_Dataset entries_
——

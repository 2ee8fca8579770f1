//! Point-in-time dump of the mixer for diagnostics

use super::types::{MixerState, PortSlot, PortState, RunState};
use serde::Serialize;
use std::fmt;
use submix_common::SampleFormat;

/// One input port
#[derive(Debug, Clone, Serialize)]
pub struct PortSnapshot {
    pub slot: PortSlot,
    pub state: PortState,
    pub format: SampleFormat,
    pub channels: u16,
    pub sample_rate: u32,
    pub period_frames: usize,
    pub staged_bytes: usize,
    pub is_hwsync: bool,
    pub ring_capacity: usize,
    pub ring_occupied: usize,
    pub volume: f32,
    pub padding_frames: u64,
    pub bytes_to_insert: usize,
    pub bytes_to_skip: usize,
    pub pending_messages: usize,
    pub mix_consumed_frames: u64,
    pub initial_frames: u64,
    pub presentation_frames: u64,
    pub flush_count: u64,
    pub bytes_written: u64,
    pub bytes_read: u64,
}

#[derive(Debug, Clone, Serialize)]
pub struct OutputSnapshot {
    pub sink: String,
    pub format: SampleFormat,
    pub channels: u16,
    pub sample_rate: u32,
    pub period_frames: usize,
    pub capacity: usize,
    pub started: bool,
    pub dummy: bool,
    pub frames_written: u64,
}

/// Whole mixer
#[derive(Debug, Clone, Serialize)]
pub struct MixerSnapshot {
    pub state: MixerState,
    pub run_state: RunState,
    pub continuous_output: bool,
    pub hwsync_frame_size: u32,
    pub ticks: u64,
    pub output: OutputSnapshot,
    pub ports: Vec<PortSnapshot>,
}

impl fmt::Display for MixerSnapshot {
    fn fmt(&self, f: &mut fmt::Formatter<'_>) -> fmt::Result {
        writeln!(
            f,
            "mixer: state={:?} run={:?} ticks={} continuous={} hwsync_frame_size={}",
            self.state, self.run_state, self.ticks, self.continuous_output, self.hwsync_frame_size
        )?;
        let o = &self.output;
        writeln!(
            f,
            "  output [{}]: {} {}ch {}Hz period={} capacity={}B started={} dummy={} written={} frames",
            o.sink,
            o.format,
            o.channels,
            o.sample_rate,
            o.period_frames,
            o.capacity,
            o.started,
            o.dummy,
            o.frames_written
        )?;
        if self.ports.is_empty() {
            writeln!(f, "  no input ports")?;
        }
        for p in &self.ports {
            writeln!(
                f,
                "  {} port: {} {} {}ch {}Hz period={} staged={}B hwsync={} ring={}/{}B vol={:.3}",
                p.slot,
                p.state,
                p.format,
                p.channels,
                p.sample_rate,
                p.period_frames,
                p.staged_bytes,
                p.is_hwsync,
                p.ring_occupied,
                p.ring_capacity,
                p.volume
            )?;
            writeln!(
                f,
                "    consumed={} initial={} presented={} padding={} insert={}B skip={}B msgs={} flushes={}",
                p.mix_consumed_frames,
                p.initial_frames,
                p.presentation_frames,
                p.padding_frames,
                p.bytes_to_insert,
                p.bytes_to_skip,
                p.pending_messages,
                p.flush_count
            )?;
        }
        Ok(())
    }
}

——

_Problem description_
Retype the records above in full, exactly.

_Written solution_
repository 2ee8fca8579770f1
//! Point-in-time dump of the mixer for diagnostics

use super::types::{MixerState, PortSlot, PortState, RunState};
use serde::Serialize;
use std::fmt;
use submix_common::SampleFormat;

/// One input port
#[derive(Debug, Clone, Serialize)]
pub struct PortSnapshot {
    pub slot: PortSlot,
    pub state: PortState,
    pub format: SampleFormat,
    pub channels: u16,
    pub sample_rate: u32,
    pub period_frames: usize,
    pub staged_bytes: usize,
    pub is_hwsync: bool,
    pub ring_capacity: usize,
    pub ring_occupied: usize,
    pub volume: f32,
    pub padding_frames: u64,
    pub bytes_to_insert: usize,
    pub bytes_to_skip: usize,
    pub pending_messages: usize,
    pub mix_consumed_frames: u64,
    pub initial_frames: u64,
    pub presentation_frames: u64,
    pub flush_count: u64,
    pub bytes_written: u64,
    pub bytes_read: u64,
}

#[derive(Debug, Clone, Serialize)]
pub struct OutputSnapshot {
    pub sink: String,
    pub format: SampleFormat,
    pub channels: u16,
    pub sample_rate: u32,
    pub period_frames: usize,
    pub capacity: usize,
    pub started: bool,
    pub dummy: bool,
    pub frames_written: u64,
}

/// Whole mixer
#[derive(Debug, Clone, Serialize)]
pub struct MixerSnapshot {
    pub state: MixerState,
    pub run_state: RunState,
    pub continuous_output: bool,
    pub hwsync_frame_size: u32,
    pub ticks: u64,
    pub output: OutputSnapshot,
    pub ports: Vec<PortSnapshot>,
}

impl fmt::Display for MixerSnapshot {
    fn fmt(&self, f: &mut fmt::Formatter<'_>) -> fmt::Result {
        writeln!(
            f,
            "mixer: state={:?} run={:?} ticks={} continuous={} hwsync_frame_size={}",
            self.state, self.run_state, self.ticks, self.continuous_output, self.hwsync_frame_size
        )?;
        let o = &self.output;
        writeln!(
            f,
            "  output [{}]: {} {}ch {}Hz period={} capacity={}B started={} dummy={} written={} frames",
            o.sink,
            o.format,
            o.channels,
            o.sample_rate,
            o.period_frames,
            o.capacity,
            o.started,
            o.dummy,
            o.frames_written
        )?;
        if self.ports.is_empty() {
            writeln!(f, "  no input ports")?;
        }
        for p in &self.ports {
            writeln!(
                f,
                "  {} port: {} {} {}ch {}Hz period={} staged={}B hwsync={} ring={}/{}B vol={:.3}",
                p.slot,
                p.state,
                p.format,
                p.channels,
                p.sample_rate,
                p.period_frames,
                p.staged_bytes,
                p.is_hwsync,
                p.ring_occupied,
                p.ring_capacity,
                p.volume
            )?;
            writeln!(
                f,
                "    consumed={} initial={} presented={} padding={} insert={}B skip={}B msgs={} flushes={}",
                p.mix_consumed_frames,
                p.initial_frames,
                p.presentation_frames,
                p.padding_frames,
                p.bytes_to_insert,
                p.bytes_to_skip,
                p.pending_messages,
                p.flush_count
            )?;
        }
        Ok(())
    }
}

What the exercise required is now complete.